(Data entries)

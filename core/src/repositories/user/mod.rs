pub mod r#trait {
    pub use super::trait_::*;
}
#[path = "trait.rs"]
mod trait_;

pub use r#trait::UserRepository;

#[cfg(test)]
pub mod mock;
#[cfg(test)]
pub use mock::MockUserRepository;

#[cfg(test)]
mod tests;
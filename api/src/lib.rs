//! HTTP surface of the auth service
//!
//! Exposes the register / login / refresh / logout / validate operations as
//! JSON endpoints and provides the middleware other routes use to require a
//! valid access token.

pub mod app;
pub mod dto;
pub mod handlers;
pub mod middleware;
pub mod routes;
//! Unit tests for domain error types

use crate::errors::{AuthError, DomainError, TokenError};

#[test]
fn test_auth_error_messages_match_facade_wording() {
    assert_eq!(AuthError::UserNotFound.to_string(), "User not found");
    assert_eq!(AuthError::InvalidCredentials.to_string(), "Invalid password");
    assert_eq!(
        AuthError::MissingLoginIdentifier.to_string(),
        "must provide the username or email"
    );
}

#[test]
fn test_token_error_bridges_into_domain_error() {
    let error: DomainError = TokenError::Revoked.into();
    assert_eq!(error, DomainError::Token(TokenError::Revoked));
    assert_eq!(error.to_string(), "Token revoked");
}

#[test]
fn test_credential_failures_are_classified() {
    for err in [
        TokenError::InvalidSignature,
        TokenError::InvalidClaims,
        TokenError::UnsupportedAlgorithm,
        TokenError::Expired,
        TokenError::Revoked,
        TokenError::RefreshNotFound,
    ] {
        assert!(err.is_credential_failure(), "{:?}", err);
        assert!(DomainError::from(err).is_credential_failure());
    }
}

#[test]
fn test_key_and_signing_faults_are_not_credential_failures() {
    let decode = TokenError::KeyDecode {
        message: "bad base64".to_string(),
    };
    let signing = TokenError::Signing {
        message: "rsa".to_string(),
    };
    assert!(!decode.is_credential_failure());
    assert!(!signing.is_credential_failure());
    assert!(!DomainError::persistence("redis down").is_credential_failure());
}
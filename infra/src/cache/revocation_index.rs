//! Redis-backed revocation index

use async_trait::async_trait;
use std::time::Duration;

use ta_core::errors::DomainError;
use ta_core::repositories::{CacheOp, RevocationIndex};

use super::redis_client::RedisClient;

/// Revocation index stored in Redis
///
/// Batches run as a single MULTI/EXEC and the guarded set runs as a Lua
/// script, so concurrent rotation and logout see each other atomically.
#[derive(Clone)]
pub struct RedisRevocationIndex {
    client: RedisClient,
}

impl RedisRevocationIndex {
    pub fn new(client: RedisClient) -> Self {
        Self { client }
    }

    pub fn client(&self) -> &RedisClient {
        &self.client
    }
}

#[async_trait]
impl RevocationIndex for RedisRevocationIndex {
    async fn get(&self, key: &str) -> Result<Option<String>, DomainError> {
        Ok(self.client.get(key).await?)
    }

    async fn set_with_ttl(&self, key: &str, value: &str, ttl: Duration) -> Result<(), DomainError> {
        Ok(self.client.set_with_expiry(key, value, ttl).await?)
    }

    async fn delete(&self, key: &str) -> Result<(), DomainError> {
        self.client.delete(key).await?;
        Ok(())
    }

    async fn exec_batch(&self, ops: &[CacheOp]) -> Result<(), DomainError> {
        if ops.is_empty() {
            return Ok(());
        }
        Ok(self.client.exec_batch(ops).await?)
    }

    async fn set_while_live(
        &self,
        anchor: &str,
        key: &str,
        value: &str,
        ttl: Duration,
    ) -> Result<bool, DomainError> {
        Ok(self.client.set_while_live(anchor, key, value, ttl).await?)
    }
}
//! Shared configuration for the Todoapp auth service
//!
//! This crate provides the configuration types used across all server modules.
//! Every sub-config is loaded from environment variables and has a usable
//! `Default` for tests.

pub mod config;

// Re-export commonly used items at crate root
pub use config::{
    AppConfig, CacheBackend, CacheConfig, ConfigError, DatabaseConfig, Environment, LogFormat,
    LoggingConfig, ServerConfig, TokenConfig,
};
pub mod auth;

pub use auth::{AuthContext, RequireAuth, TokenValidator};
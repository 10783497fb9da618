//! Revocation index port.
//!
//! A key-value store with per-key TTL. Presence of `refresh:{jti}` or
//! `access:{jti}` is the only authority for "this token is not revoked".

use async_trait::async_trait;
use std::time::Duration;

use crate::errors::DomainError;

/// One operation inside a batched round trip
#[derive(Debug, Clone, PartialEq, Eq)]
pub enum CacheOp {
    Set {
        key: String,
        value: String,
        ttl: Duration,
    },
    Delete {
        key: String,
    },
}

impl CacheOp {
    pub fn set(key: impl Into<String>, value: impl Into<String>, ttl: Duration) -> Self {
        CacheOp::Set {
            key: key.into(),
            value: value.into(),
            ttl,
        }
    }

    pub fn delete(key: impl Into<String>) -> Self {
        CacheOp::Delete { key: key.into() }
    }
}

/// Key-value store backing token revocation
///
/// All failures are reported as `DomainError::Persistence`.
#[async_trait]
pub trait RevocationIndex: Send + Sync {
    /// Read a live value, `None` if absent or expired
    async fn get(&self, key: &str) -> Result<Option<String>, DomainError>;

    /// Write a value that expires after `ttl`
    async fn set_with_ttl(&self, key: &str, value: &str, ttl: Duration) -> Result<(), DomainError>;

    /// Remove a key; removing an absent key is not an error
    async fn delete(&self, key: &str) -> Result<(), DomainError>;

    /// Apply several operations in a single round trip
    ///
    /// The batch is atomic within the index but not across stores.
    async fn exec_batch(&self, ops: &[CacheOp]) -> Result<(), DomainError>;

    /// Write `key` only while `anchor` is still live, atomically
    ///
    /// # Returns
    /// * `Ok(true)` - Anchor present, value written with the new TTL
    /// * `Ok(false)` - Anchor absent, nothing written
    async fn set_while_live(
        &self,
        anchor: &str,
        key: &str,
        value: &str,
        ttl: Duration,
    ) -> Result<bool, DomainError>;
}
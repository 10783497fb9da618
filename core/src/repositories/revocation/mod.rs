pub mod r#trait {
    pub use super::trait_::*;
}
#[path = "trait.rs"]
mod trait_;

pub use r#trait::{CacheOp, RevocationIndex};

#[cfg(test)]
pub mod mock;
#[cfg(test)]
pub use mock::MockRevocationIndex;

#[cfg(test)]
mod tests;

- [Action item] From the records above, quote only the lines running from the line with "let decode = TokenError::KeyDecode" to the line with "runs as a Lua", both lines included.

- [Problem solution]
    let decode = TokenError::KeyDecode {
        message: "bad base64".to_string(),
    };
    let signing = TokenError::Signing {
        message: "rsa".to_string(),
    };
    assert!(!decode.is_credential_failure());
    assert!(!signing.is_credential_failure());
    assert!(!DomainError::persistence("redis down").is_credential_failure());
}
filename infra/src/cache/revocation_index.rs
//! Redis-backed revocation index

use async_trait::async_trait;
use std::time::Duration;

use ta_core::errors::DomainError;
use ta_core::repositories::{CacheOp, RevocationIndex};

use super::redis_client::RedisClient;

/// Revocation index stored in Redis
///
/// Batches run as a single MULTI/EXEC and the guarded set runs as a Lua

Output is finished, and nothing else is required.